Chart 1: PMIs have declined but remain at healthy levels as compared to history


Source: Bloomberg


In addition, the Federal Open Market Committee (FOMC) minutes released later during the month indicated the Federal Reserve members agreed that front-loading the hikes (i.e., larger hikes at the start of the cycle) would leave the bank in a favorable position to re-evaluate and readjust, if needed, later this year. This also raised market hopes that the federal Reserve is wary of the impact of policy tightening and is likely to take a cautious approach as long as the inflation trajectory remains on track.


Thus far in the cycle, the markets seem to have discounted the inflation headwinds and the policy path, in other words - the valuation multiples have contracted. As the central banks continue tightening the financial conditions, the market narrative is now beginning to focus on the impact on the real economy and, in turn, company earnings. In other words, the inflation worry is gradually giving way to growth worry as the impact of tighter financial conditions begins to take hold.
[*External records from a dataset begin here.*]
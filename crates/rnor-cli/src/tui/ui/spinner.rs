use ratatui::prelude::*;

const WIDTH: usize = 6;

/// Cell lit at `frame`, bouncing between both ends.
fn scanner_position(frame: usize) -> usize {
    let cycle = 2 * (WIDTH - 1);
    let step = frame % cycle;
    if step < WIDTH {
        step
    } else {
        cycle - step
    }
}

pub fn scanner_spans(frame: usize, lit: Color, idle: Color) -> Vec<Span<'static>> {
    let position = scanner_position(frame);
    (0..WIDTH)
        .map(|i| {
            if i == position {
                Span::styled("■", Style::default().fg(lit))
            } else {
                Span::styled("⬝", Style::default().fg(idle))
            }
        })
        .collect()
}

#[cfg(test)]
mod tests {
    use super::*;

    #[test]
    fn test_scanner_bounces() {
        let positions: Vec<usize> = (0..12).map(scanner_position).collect();
        assert_eq!(positions, vec![0, 1, 2, 3, 4, 5, 4, 3, 2, 1, 0, 1]);
    }

    #[test]
    fn test_scanner_width() {
        assert_eq!(scanner_spans(3, Color::Cyan, Color::DarkGray).len(), WIDTH);
    }
}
A drop in the earnings would be the second shoe to drop and strengthen the protracted bear market narrative. We think some dialing down of earnings expectations is likely as inflation eats through the companies’ margins and falling demand forces companies to reduce prices. However, unless the fall in earnings expectations is significant, this would be consistent with the narrative of moderating economic activity and align with the Fed’s objective of a softish landing, in our opinion. Rather than be in the bear camp so early in the cycle, we like to view growth and inflation as a trade-off decision, i.e., some demand destruction and not demand decimation could be enough to bring down the inflation.


We acknowledge the war in Ukraine, potential impact of unwinding ultra-loose monetary policy during the pandemic, and the zero covid goal of China; the world’s manufacturing factory, has muddied the outlook for the Fed to navigate successfully and thus increased the likelihood of a policy error. The Fed might well continue to tighten the financial conditions and put the economy into a recession, however, that seems more likely to be a 2023 scenario, in our view. In the interim, moderating inflation put together with moderating economic activity thereby giving the Fed a reason to potentially go slow on the hike path could give tailwinds to the risk assets.